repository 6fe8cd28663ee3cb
use chrono::{DateTime, SecondsFormat, Utc};
use serde::{Deserialize, Serialize};
use serde_json::{Map, Value};

use crate::keys::FileId;

/// Number of optional `emailN` form fields (`email1` ..= `email5`).
pub const EMAIL_FIELD_COUNT: usize = 5;

/// Metadata persisted once per successful upload.
#[derive(Debug, Clone, PartialEq, Serialize, Deserialize)]
pub struct UploadRecord {
    #[serde(rename = "fileID")]
    pub file_id: FileId,
    pub emails: Vec<String>,
    #[serde(rename = "fileURL")]
    pub file_url: String,
    /// ISO-8601 UTC timestamp with millisecond precision.
    #[serde(rename = "uploadedAt")]
    pub uploaded_at: String,
    /// Reserved for the downstream system; always empty here.
    pub clicks: Map<String, Value>,
}

impl UploadRecord {
    pub fn new(file_id: FileId, emails: Vec<String>, file_url: String) -> Self {
        Self::at(file_id, emails, file_url, Utc::now())
    }

    pub fn at(
        file_id: FileId,
        emails: Vec<String>,
        file_url: String,
        uploaded_at: DateTime<Utc>,
    ) -> Self {
        Self {
            file_id,
            emails,
            file_url,
            uploaded_at: uploaded_at.to_rfc3339_opts(SecondsFormat::Millis, true),
            clicks: Map::new(),
        }
    }
}

/// Body of the asynchronous downstream invocation.
#[derive(Debug, Clone, PartialEq, Serialize, Deserialize)]
pub struct NotificationPayload {
    pub filename: FileId,
    pub emails: Vec<String>,
    #[serde(rename = "fileURL")]
    pub file_url: String,
}

impl NotificationPayload {
    pub fn new(filename: FileId, emails: Vec<String>, file_url: String) -> Self {
        Self {
            filename,
            emails,
            file_url,
        }
    }
}

/// Collect `email1` ..= `email5` in field order, skipping absent or blank values.
///
/// `field` looks up a form value by name. Surrounding whitespace is stripped from every
/// value, so a whitespace-only field counts as empty and `" a@x.com "` is stored as
/// `"a@x.com"`. This is stricter than a plain non-empty check, which would keep both
/// unchanged. Addresses are not validated.
pub fn collect_emails<'a, F>(field: F) -> Vec<String>
where
    F: Fn(&str) -> Option<&'a str>,
{
    (1..=EMAIL_FIELD_COUNT)
        .filter_map(|i| field(&format!("email{}", i)))
        .map(str::trim)
        .filter(|email| !email.is_empty())
        .map(String::from)
        .collect()
}
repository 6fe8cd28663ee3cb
//! Application setup and initialization
//!
//! Startup order: validate configuration, install telemetry, build service clients, mount
//! routes.

pub mod routes;
pub mod server;
pub mod services;
pub mod validation;

use crate::state::AppState;
use anyhow::{Context, Result};
use filedrop_core::Config;
use std::sync::Arc;

/// Initialize the entire application
pub async fn initialize_app(config: Config) -> Result<(Arc<AppState>, axum::Router)> {
    // Validate configuration first - fail fast on misconfiguration
    validation::validate_config(&config).context("Configuration validation failed")?;

    crate::telemetry::init_telemetry(config.log_format())
        .map_err(|e| anyhow::anyhow!("Failed to initialize telemetry: {}", e))?;

    tracing::info!(
        environment = %config.environment(),
        storage_backend = %config.storage_backend(),
        "Configuration loaded and validated successfully"
    );

    let state = services::initialize_services(&config).await?;

    let router = routes::setup_routes(&config, state.clone());

    Ok((state, router))
}
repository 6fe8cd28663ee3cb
//! Filedrop API Library
//!
//! This crate provides the HTTP handlers, HTML views and application setup for the upload
//! service.

// Module declarations
pub mod constants;
mod handlers;
mod services;
pub mod setup;
mod telemetry;
mod utils;
mod views;

// Public modules
pub mod error;
pub mod state;

// Re-exports
pub use error::HttpAppError;
pub use state::{AppState, UploadSettings};
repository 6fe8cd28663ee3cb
mod init;

pub use init::init_telemetry;
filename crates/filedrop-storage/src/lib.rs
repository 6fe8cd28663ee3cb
//! Filedrop Storage Library
//!
//! This crate provides the object storage abstraction used by the upload handler, with an
//! S3 implementation for production and a local filesystem implementation for development
//! and tests.
//!
//! # Storage key format
//!
//! Keys are flat `{uuid}_{filename}` strings produced by `filedrop_core::keys`. Backends
//! reject keys with a leading `/`, empty segments, or `.`/`..` segments (see [`keys`]).

pub mod factory;
pub(crate) mod keys;
#[cfg(feature = "storage-local")]
pub mod local;
#[cfg(feature = "storage-s3")]
pub mod s3;
pub mod traits;

// Re-export commonly used types
pub use factory::create_storage;
pub use filedrop_core::StorageBackend;
#[cfg(feature = "storage-local")]
pub use local::LocalStorage;
#[cfg(feature = "storage-s3")]
pub use s3::S3Storage;
pub use traits::{Storage, StorageError, StorageResult};
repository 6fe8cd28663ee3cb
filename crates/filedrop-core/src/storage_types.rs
use std::fmt::{Display, Formatter, Result as FmtResult};
use std::str::FromStr;

/// Storage backend types
///
/// Defined in core because configuration selects the backend before the storage crate
/// builds it.
#[derive(Debug, Clone, Copy, PartialEq, Eq)]
pub enum StorageBackend {
    S3,
    Local,
}

impl FromStr for StorageBackend {
    type Err = anyhow::Error;

    fn from_str(s: &str) -> Result<Self, Self::Err> {
        match s.trim().to_lowercase().as_str() {
            "s3" => Ok(StorageBackend::S3),
            "local" => Ok(StorageBackend::Local),
            _ => Err(anyhow::anyhow!("Invalid storage backend: {}", s)),
        }
    }
}

impl Display for StorageBackend {
    fn fmt(&self, f: &mut Formatter<'_>) -> FmtResult {
        match self {
            StorageBackend::S3 => write!(f, "s3"),
            StorageBackend::Local => write!(f, "local"),
        }
    }
}
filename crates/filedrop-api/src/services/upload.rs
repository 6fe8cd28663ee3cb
//! Upload orchestration: store the spooled file, then schedule the follow-ups.

use crate::state::AppState;
use crate::utils::temp_file::SpooledFile;
use crate::utils::upload::UploadForm;
use filedrop_core::models::{NotificationPayload, UploadRecord};
use filedrop_core::{generate_file_id, AppError, FileId};
use std::sync::Arc;

/// Outcome of a stored upload.
#[derive(Debug, Clone)]
pub struct StoredUpload {
    pub file_id: FileId,
    pub file_url: String,
}

pub struct UploadService {
    state: Arc<AppState>,
}

impl UploadService {
    pub fn new(state: &Arc<AppState>) -> Self {
        Self {
            state: state.clone(),
        }
    }

    /// Store the file under a fresh key.
    ///
    /// Returns once the object is stored. The record write, the downstream invocation and the
    /// temp-file release run afterwards and never change the outcome. If this future is
    /// dropped before then, the spooled file is removed with it.
    #[tracing::instrument(skip(self, form), fields(original_filename = ?form.file.original_filename()))]
    pub async fn process(&self, form: UploadForm) -> Result<StoredUpload, AppError> {
        let UploadForm { file, emails } = form;

        let data = match tokio::fs::read(file.path()).await {
            Ok(data) => data,
            Err(e) => {
                file.release().await;
                return Err(AppError::InternalWithSource {
                    message: "Failed to read spooled upload".to_string(),
                    source: e.into(),
                });
            }
        };

        let file_id = generate_file_id(file.original_filename());

        let file_url = match self
            .state
            .storage
            .upload(file_id.as_str(), data, file.content_type())
            .await
        {
            Ok(url) => url,
            Err(e) => {
                tracing::error!(
                    error = %e,
                    file_id = %file_id,
                    backend = %self.state.storage.backend_type(),
                    "Failed to store upload"
                );
                file.release().await;
                return Err(e.into());
            }
        };

        tracing::info!(
            file_id = %file_id,
            file_url = %file_url,
            size = file.size(),
            recipients = emails.len(),
            "Upload stored"
        );

        self.schedule_follow_ups(&file_id, emails, &file_url);
        self.schedule_release(file);

        Ok(StoredUpload { file_id, file_url })
    }

    fn schedule_follow_ups(&self, file_id: &FileId, emails: Vec<String>, file_url: &str) {
        let follow_ups = &self.state.follow_ups;

        let records = self.state.records.clone();
        let record = UploadRecord::new(file_id.clone(), emails.clone(), file_url.to_string());
        follow_ups.spawn_with_retry("record_upload", file_id.clone(), move || {
            let records = records.clone();
            let record = record.clone();
            async move { records.put_upload_record(&record).await }
        });

        let notifier = self.state.notifier.clone();
        let payload = NotificationPayload::new(file_id.clone(), emails, file_url.to_string());
        // Event invocations are not retried: a failed call may still have queued the event.
        follow_ups.spawn_once("notify_upload", file_id.clone(), move || {
            let notifier = notifier.clone();
            let payload = payload.clone();
            async move { notifier.notify_upload(&payload).await }
        });
    }

    fn schedule_release(&self, file: SpooledFile) {
        self.state.follow_ups.spawn(file.release());
    }
}
/// Route that serves the upload form.
pub const FORM_PATH: &str = "/";

/// Route that accepts the multipart submission.
pub const UPLOAD_PATH: &str = "/upload";

/// Liveness check route.
pub const HEALTH_PATH: &str = "/health";

/// Multipart field carrying the file.
pub const FILE_FIELD: &str = "file";

/// Prefix of the optional recipient fields (`email1` ..= `email5`).
pub const EMAIL_FIELD_PREFIX: &str = "email";
//! Server startup and graceful shutdown

use anyhow::Result;
use axum::Router;
use filedrop_core::Config;
use filedrop_worker::FollowUpRunner;
use std::time::Duration;

/// Serve until a shutdown signal, then give in-flight follow-ups a bounded window.
pub async fn start_server(config: &Config, app: Router, follow_ups: &FollowUpRunner) -> Result<()> {
    let addr = format!("0.0.0.0:{}", config.server_port());
    tracing::info!(addr = %addr, "Starting server");

    let listener = tokio::net::TcpListener::bind(&addr).await?;

    tracing::info!(
        max_upload_mb = config.max_upload_size_bytes() / 1024 / 1024,
        storage_backend = %config.storage_backend(),
        dynamo_table = %config.dynamo_table(),
        lambda_name = %config.lambda_name(),
        follow_up_max_retries = config.follow_up_max_retries(),
        "Server ready and accepting connections"
    );

    axum::serve(listener, app)
        .with_graceful_shutdown(shutdown_signal())
        .await?;

    let grace = Duration::from_secs(config.shutdown_grace_secs());
    tracing::info!(
        in_flight = follow_ups.in_flight(),
        grace_secs = grace.as_secs(),
        "Draining follow-ups"
    );
    if follow_ups.drain(grace).await {
        tracing::info!("All follow-ups completed");
    }

    Ok(())
}

/// Resolves on Ctrl+C (SIGINT) or SIGTERM.
async fn shutdown_signal() {
    let ctrl_c = async {
        if let Err(e) = tokio::signal::ctrl_c().await {
            tracing::error!(error = %e, "Failed to install Ctrl+C handler");
            std::future::pending::<()>().await;
        }
    };

    #[cfg(unix)]
    let terminate = async {
        match tokio::signal::unix::signal(tokio::signal::unix::SignalKind::terminate()) {
            Ok(mut signal) => {
                signal.recv().await;
            }
            Err(e) => {
                tracing::error!(error = %e, "Failed to install SIGTERM handler");
                std::future::pending::<()>().await;
            }
        }
    };

    #[cfg(not(unix))]
    let terminate = std::future::pending::<()>();

    tokio::select! {
        _ = ctrl_c => {
            tracing::info!("Received Ctrl+C signal");
        },
        _ = terminate => {
            tracing::info!("Received terminate signal");
        },
    }

    tracing::info!("Shutting down gracefully...");
}
//! Follow-up runner: spawns tracked background tasks with bounded retry.
//!
//! Tasks are in-process only. A follow-up that is still retrying when the process exits is
//! lost; [`FollowUpRunner::drain`] gives in-flight work a bounded window at shutdown.

use std::future::Future;
use std::time::Duration;

use filedrop_core::{AppError, FileId};
use tokio::time::sleep;
use tokio_util::task::TaskTracker;

/// Upper bound on the delay between two attempts of the same follow-up.
pub const MAX_RETRY_BACKOFF: Duration = Duration::from_secs(30);

/// Computes the delay before retry number `retry` (1-based): `base * 2^(retry - 1)`, capped.
#[inline]
pub(crate) fn compute_retry_backoff(retry: u32, base: Duration) -> Duration {
    let factor = 2_u32.saturating_pow(retry.saturating_sub(1));
    base.saturating_mul(factor).min(MAX_RETRY_BACKOFF)
}

#[derive(Clone, Debug)]
pub struct FollowUpConfig {
    /// Extra attempts after the first failure. 0 = fire once.
    pub max_retries: u32,
    pub base_backoff: Duration,
}

impl Default for FollowUpConfig {
    fn default() -> Self {
        Self {
            max_retries: 2,
            base_backoff: Duration::from_secs(1),
        }
    }
}

#[derive(Clone)]
pub struct FollowUpRunner {
    tracker: TaskTracker,
    config: FollowUpConfig,
}

impl FollowUpRunner {
    pub fn new(config: FollowUpConfig) -> Self {
        Self {
            tracker: TaskTracker::new(),
            config,
        }
    }

    /// Spawn `operation`, retrying failed attempts up to `max_retries` times.
    ///
    /// Only for idempotent operations. Failures are logged; nothing is reported back to the
    /// caller.
    pub fn spawn_with_retry<F, Fut>(&self, action: &'static str, file_id: FileId, operation: F)
    where
        F: Fn() -> Fut + Send + 'static,
        Fut: Future<Output = Result<(), AppError>> + Send + 'static,
    {
        self.spawn_attempts(action, file_id, self.config.max_retries, operation);
    }

    /// Spawn `operation` for a single attempt, whatever `max_retries` says.
    ///
    /// For dispatches that must not be repeated: a failed attempt may still have been
    /// delivered.
    pub fn spawn_once<F, Fut>(&self, action: &'static str, file_id: FileId, operation: F)
    where
        F: Fn() -> Fut + Send + 'static,
        Fut: Future<Output = Result<(), AppError>> + Send + 'static,
    {
        self.spawn_attempts(action, file_id, 0, operation);
    }

    fn spawn_attempts<F, Fut>(
        &self,
        action: &'static str,
        file_id: FileId,
        max_retries: u32,
        operation: F,
    ) where
        F: Fn() -> Fut + Send + 'static,
        Fut: Future<Output = Result<(), AppError>> + Send + 'static,
    {
        let base_backoff = self.config.base_backoff;

        self.tracker.spawn(async move {
            let mut attempt: u32 = 0;
            loop {
                match operation().await {
                    Ok(()) => {
                        tracing::debug!(action, file_id = %file_id, attempt, "Follow-up completed");
                        return;
                    }
                    Err(e) if attempt < max_retries => {
                        attempt += 1;
                        let delay = compute_retry_backoff(attempt, base_backoff);
                        tracing::warn!(
                            action,
                            file_id = %file_id,
                            error = %e,
                            attempt,
                            retry_in_ms = delay.as_millis() as u64,
                            "Follow-up failed, retrying"
                        );
                        sleep(delay).await;
                    }
                    Err(e) => {
                        tracing::error!(
                            action,
                            file_id = %file_id,
                            error = %e,
                            error_type = e.error_type(),
                            attempts = attempt + 1,
                            "Follow-up failed, giving up"
                        );
                        return;
                    }
                }
            }
        });
    }

    /// Spawn a one-shot task that handles its own errors.
    pub fn spawn<Fut>(&self, task: Fut)
    where
        Fut: Future<Output = ()> + Send + 'static,
    {
        self.tracker.spawn(task);
    }

    /// Number of follow-ups currently running or waiting to retry.
    pub fn in_flight(&self) -> usize {
        self.tracker.len()
    }

    /// Wait for in-flight follow-ups, up to `timeout`. Returns `false` on timeout.
    ///
    /// The runner stays usable afterwards.
    pub async fn drain(&self, timeout: Duration) -> bool {
        self.tracker.close();
        let finished = tokio::time::timeout(timeout, self.tracker.wait())
            .await
            .is_ok();
        self.tracker.reopen();

        if !finished {
            tracing::warn!(
                in_flight = self.tracker.len(),
                "Follow-ups still running after drain timeout"
            );
        }
        finished
    }
}

impl Default for FollowUpRunner {
    fn default() -> Self {
        Self::new(FollowUpConfig::default())
    }
}
use filedrop_core::Config;

// Use mimalloc as the global allocator for better performance and lower fragmentation,
// especially when running on musl-based systems inside containers.
#[global_allocator]
static GLOBAL: mimalloc::MiMalloc = mimalloc::MiMalloc;

#[tokio::main]
async fn main() -> Result<(), anyhow::Error> {
    // Load configuration
    let config = Config::from_env()?;

    // Initialize the application (telemetry, service clients, routes)
    let (state, router) = filedrop_api::setup::initialize_app(config.clone()).await?;

    // Start the server; returns after graceful shutdown has drained follow-ups
    filedrop_api::setup::server::start_server(&config, router, &state.follow_ups).await?;

    Ok(())
}
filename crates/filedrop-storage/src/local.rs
use crate::keys::validate_storage_key;
use crate::traits::{Storage, StorageError, StorageResult};
use crate::StorageBackend;
use async_trait::async_trait;
use std::path::PathBuf;
use tokio::fs;
use tokio::io::AsyncWriteExt;

/// Local filesystem storage implementation
#[derive(Clone)]
pub struct LocalStorage {
    base_path: PathBuf,
    base_url: String,
}

impl LocalStorage {
    /// Create a new LocalStorage instance
    ///
    /// # Arguments
    /// * `base_path` - Root directory for file storage (e.g., "/var/lib/filedrop/objects")
    /// * `base_url` - Base URL the objects are served from (e.g., "http://localhost:3000/files")
    pub async fn new(base_path: impl Into<PathBuf>, base_url: String) -> StorageResult<Self> {
        let base_path = base_path.into();

        fs::create_dir_all(&base_path).await.map_err(|e| {
            StorageError::ConfigError(format!(
                "Failed to create storage directory {}: {}",
                base_path.display(),
                e
            ))
        })?;

        Ok(LocalStorage {
            base_path,
            base_url,
        })
    }

    fn key_to_path(&self, storage_key: &str) -> StorageResult<PathBuf> {
        validate_storage_key(storage_key)?;
        Ok(self.base_path.join(storage_key))
    }

    /// Generate public URL for file
    fn generate_url(&self, key: &str) -> String {
        format!("{}/{}", self.base_url.trim_end_matches('/'), key)
    }
}

#[async_trait]
impl Storage for LocalStorage {
    async fn upload(
        &self,
        storage_key: &str,
        data: Vec<u8>,
        _content_type: &str,
    ) -> StorageResult<String> {
        let path = self.key_to_path(storage_key)?;
        let size = data.len();
        let start = std::time::Instant::now();

        if let Some(parent) = path.parent() {
            fs::create_dir_all(parent).await?;
        }

        let mut file = fs::File::create(&path).await.map_err(|e| {
            StorageError::UploadFailed(format!("Failed to create file {}: {}", path.display(), e))
        })?;

        file.write_all(&data).await.map_err(|e| {
            StorageError::UploadFailed(format!("Failed to write file {}: {}", path.display(), e))
        })?;

        file.sync_all().await.map_err(|e| {
            StorageError::UploadFailed(format!("Failed to sync file {}: {}", path.display(), e))
        })?;

        let url = self.generate_url(storage_key);

        tracing::info!(
            path = %path.display(),
            key = %storage_key,
            size_bytes = size,
            duration_ms = start.elapsed().as_secs_f64() * 1000.0,
            "Local storage upload successful"
        );

        Ok(url)
    }

    fn backend_type(&self) -> StorageBackend {
        StorageBackend::Local
    }
}

#[cfg(all(test, feature = "storage-local"))]
mod tests {
    use super::*;
    use tempfile::tempdir;

    async fn storage_in(dir: &std::path::Path) -> LocalStorage {
        LocalStorage::new(dir, "http://localhost:3000/files".to_string())
            .await
            .unwrap()
    }

    #[tokio::test]
    async fn test_local_storage_upload_returns_url() {
        let dir = tempdir().unwrap();
        let storage = storage_in(dir.path()).await;

        let url = storage
            .upload("abc_test.txt", b"test data".to_vec(), "text/plain")
            .await
            .unwrap();

        assert_eq!(url, "http://localhost:3000/files/abc_test.txt");
        let on_disk = tokio::fs::read(dir.path().join("abc_test.txt")).await.unwrap();
        assert_eq!(on_disk, b"test data");
    }

    #[tokio::test]
    async fn test_path_traversal_rejected() {
        let dir = tempdir().unwrap();
        let storage = storage_in(dir.path()).await;

        let result = storage.upload("../escape.txt", vec![1], "text/plain").await;
        assert!(matches!(result, Err(StorageError::InvalidKey(_))));

        let result = storage.upload("/etc/passwd", vec![1], "text/plain").await;
        assert!(matches!(result, Err(StorageError::InvalidKey(_))));
    }

    #[tokio::test]
    async fn test_local_storage_overwrites_same_key() {
        let dir = tempdir().unwrap();
        let storage = storage_in(dir.path()).await;

        storage
            .upload("nested/same.txt", b"first".to_vec(), "text/plain")
            .await
            .unwrap();
        storage
            .upload("nested/same.txt", b"second".to_vec(), "text/plain")
            .await
            .unwrap();

        let on_disk = tokio::fs::read(dir.path().join("nested/same.txt")).await.unwrap();
        assert_eq!(on_disk, b"second");
    }
}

• **INSTRUCTIONS TO FOLLOW**:
Reply with the number of lines in the data that include the string "install" and nothing else.

• **SOLUTION**:
3